E é por isso que a próxima pessoa que me disser que gosta do inverno, habilita-se a levar dois sopapos. Só os privilegiados é que gostam do inverno. E os amantes de fumeiro.

31
Dez23

Leituras favoritas de 2023 (e votos de Bom Ano Novo)

Não sei bem como, mas consegui ler mais de vinte livros este ano. Houve anos em que li mais, mas também já li menos. Ou seja, estive no meu ritmo normal de leitura. Não fiz dos livros a prioridade, mas a companhia. E eu penso que é assim que deve ser. Alguns números e desafios de leitura que se vêem por aí, assustam-me. Gosto de digerir os livros, e de escolher bem o que leio, e também não trabalho com livros (com muita pena minha), logo, nunca conseguiria ler setenta ou cem livros num único ano. Mas aplaudo e até invejo quem o faz sem comprometer mais nada. Quem me conhece bem, sabe que estou sempre com um livro para ler. Os livros fazem tanto parte da minha vida como o copo de água que bebo ao acordar, ou o café depois de almoço. Não consigo imaginar a vida sem ler, mas acredito que seria muito pior. Ler é terapia, é conversar com um amigo, é um dia no spa, é uma ida ao cinema, um passeio ao fim da tarde, uma viagem a outro lugar, é uma festa, é um luto... Enfim. A nossa vida cabe nos livros que lemos.
E de entre todos os que li este ano, há três que, sei bem, me vão marcar durante muito tempo.

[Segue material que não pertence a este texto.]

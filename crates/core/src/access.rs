//! Per-key access history for disk eviction scoring.

use chrono::{DateTime, Utc};
use std::collections::HashMap;

use dejavu_events::TierKind;
use dejavu_hash::ContentHash;

/// Access history of one key.
#[derive(Debug, Clone)]
pub struct AccessPattern {
    /// Lookups observed for the key.
    pub total_accesses: u64,
    /// Lookups that were served from a tier.
    pub hits: u64,
    /// When the pattern started recording.
    pub created_at: DateTime<Utc>,
    /// Most recent lookup.
    pub last_accessed: DateTime<Utc>,
    /// Tier that served the most recent hit.
    pub last_hit_tier: Option<TierKind>,
}

impl AccessPattern {
    fn new(now: DateTime<Utc>) -> Self {
        Self {
            total_accesses: 0,
            hits: 0,
            created_at: now,
            last_accessed: now,
            last_hit_tier: None,
        }
    }

    /// Fraction of lookups that were served.
    #[must_use]
    pub fn hit_rate(&self) -> f64 {
        if self.total_accesses == 0 {
            0.0
        } else {
            self.hits as f64 / self.total_accesses as f64
        }
    }

    /// Observed lookups per hour since the pattern began.
    #[must_use]
    pub fn frequency_per_hour(&self, now: DateTime<Utc>) -> f64 {
        let elapsed_secs = (now - self.created_at).num_seconds().max(1);
        self.total_accesses as f64 * 3600.0 / elapsed_secs as f64
    }
}

/// Access patterns for every key the cache has seen recently.
///
/// The log feeds disk eviction: keys that are looked up often and
/// actually serve hits are kept, one-shot keys go first.
#[derive(Debug, Default)]
pub struct AccessLog {
    patterns: HashMap<ContentHash, AccessPattern>,
}

impl AccessLog {
    /// Empty log.
    #[must_use]
    pub fn new() -> Self {
        Self::default()
    }

    /// Record a lookup; `served_by` names the tier on a hit, `None` on a miss.
    pub fn record(&mut self, key: &ContentHash, served_by: Option<TierKind>, now: DateTime<Utc>) {
        let pattern = self
            .patterns
            .entry(key.clone())
            .or_insert_with(|| AccessPattern::new(now));
        pattern.total_accesses = pattern.total_accesses.saturating_add(1);
        pattern.last_accessed = now;
        if let Some(tier) = served_by {
            pattern.hits = pattern.hits.saturating_add(1);
            pattern.last_hit_tier = Some(tier);
        }
    }

    /// Pattern recorded for a key.
    #[must_use]
    pub fn get(&self, key: &ContentHash) -> Option<&AccessPattern> {
        self.patterns.get(key)
    }

    /// Disk eviction score: access frequency weighted by hit rate.
    ///
    /// Keys with no recorded pattern score zero and are evicted first.
    #[must_use]
    pub fn score(&self, key: &ContentHash, now: DateTime<Utc>) -> f64 {
        self.patterns
            .get(key)
            .map_or(0.0, |p| p.frequency_per_hour(now) * p.hit_rate())
    }

    /// Drop the pattern for an invalidated key.
    pub fn remove(&mut self, key: &ContentHash) {
        self.patterns.remove(key);
    }

    /// Keys with a recorded pattern.
    #[must_use]
    pub fn keys(&self) -> Vec<ContentHash> {
        self.patterns.keys().cloned().collect()
    }

    /// Number of tracked keys.
    #[must_use]
    pub fn tracked(&self) -> usize {
        self.patterns.len()
    }

    /// Drop every pattern.
    pub fn clear(&mut self) {
        self.patterns.clear();
    }
}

3 - O Filho de Mil Homens, Valter Hugo Mãe
Uma prosa que é pura poesia, como tudo que é escrito pelo Valter. Já devia ter lido este há muito tempo. Logo a primeira frase despertou em mim sentimentos guardados a sete chaves. Este fica ali bem juntinho no coração ao meu favorito do autor, A Máquina de Fazer Espanhóis. Valter Hugo Mãe tem um dom para apalavrar as inconfessáveis emoções humanas.

2 - Stoner, John Williams
A vida de um não herói que é um herói no seu pequeno mundo. O retrato de realidades alheias umas às outras em que até o mais estóico é incompreendido. Um livro sobre uma "pessoa comum" que tenta conduzir a sua vida da forma mais justa, tentando seguir a sua paixão. Para o William Stoner, era a literatura. Se a sua vida foi realmente triste? Essa é a questão ambígua que fica no ar, terminada a leitura. Como ficar indiferente a este livro? Tem a "tristeza bela" que eu gosto na narrativa.

1 - Os Anos, Annie Ernaux
Descobrir Annie Ernaux foi como encontrar o pote de ouro no fim do arco-íris. Outros da autora são mais falados, mas este é o que guardarei sempre como referência. A história de uma mulher comum, na história de uma país, na história do mundo. Uma colecção de memórias e transformações pessoais que se confundem com as próprias transformações do século XX. A realidade francesa, que me é pessoalmente próxima, com alguns acontecimentos abordados pela autora a reavivarem em mim uma memória familiar. Neste, como nos seus outros livros que li até agora, é impossível não sentir uma intimidade com a escritora, até pela forma descomprometida e descomplexada com que Annie escreve.

E é isto. Faltam poucas horas para as doze badaladas, e assim termino o ano a fazer duas coisas que gosto também, escrever e falar de literatura. No ano que está prestes a começar, espero continuar com a boa companhia dos livros, e que seja sem pressas. Como escreveu Virginia Woolf nas suas resoluções de ano novo de 1931 (texto que curiosamente anda a circular muito nas redes socias), "às vezes ler, às vezes não ler".
Um feliz e tranquilo 2024 para quem me lê, e vão por mim, se tudo mais vos falhar, peguem num livro.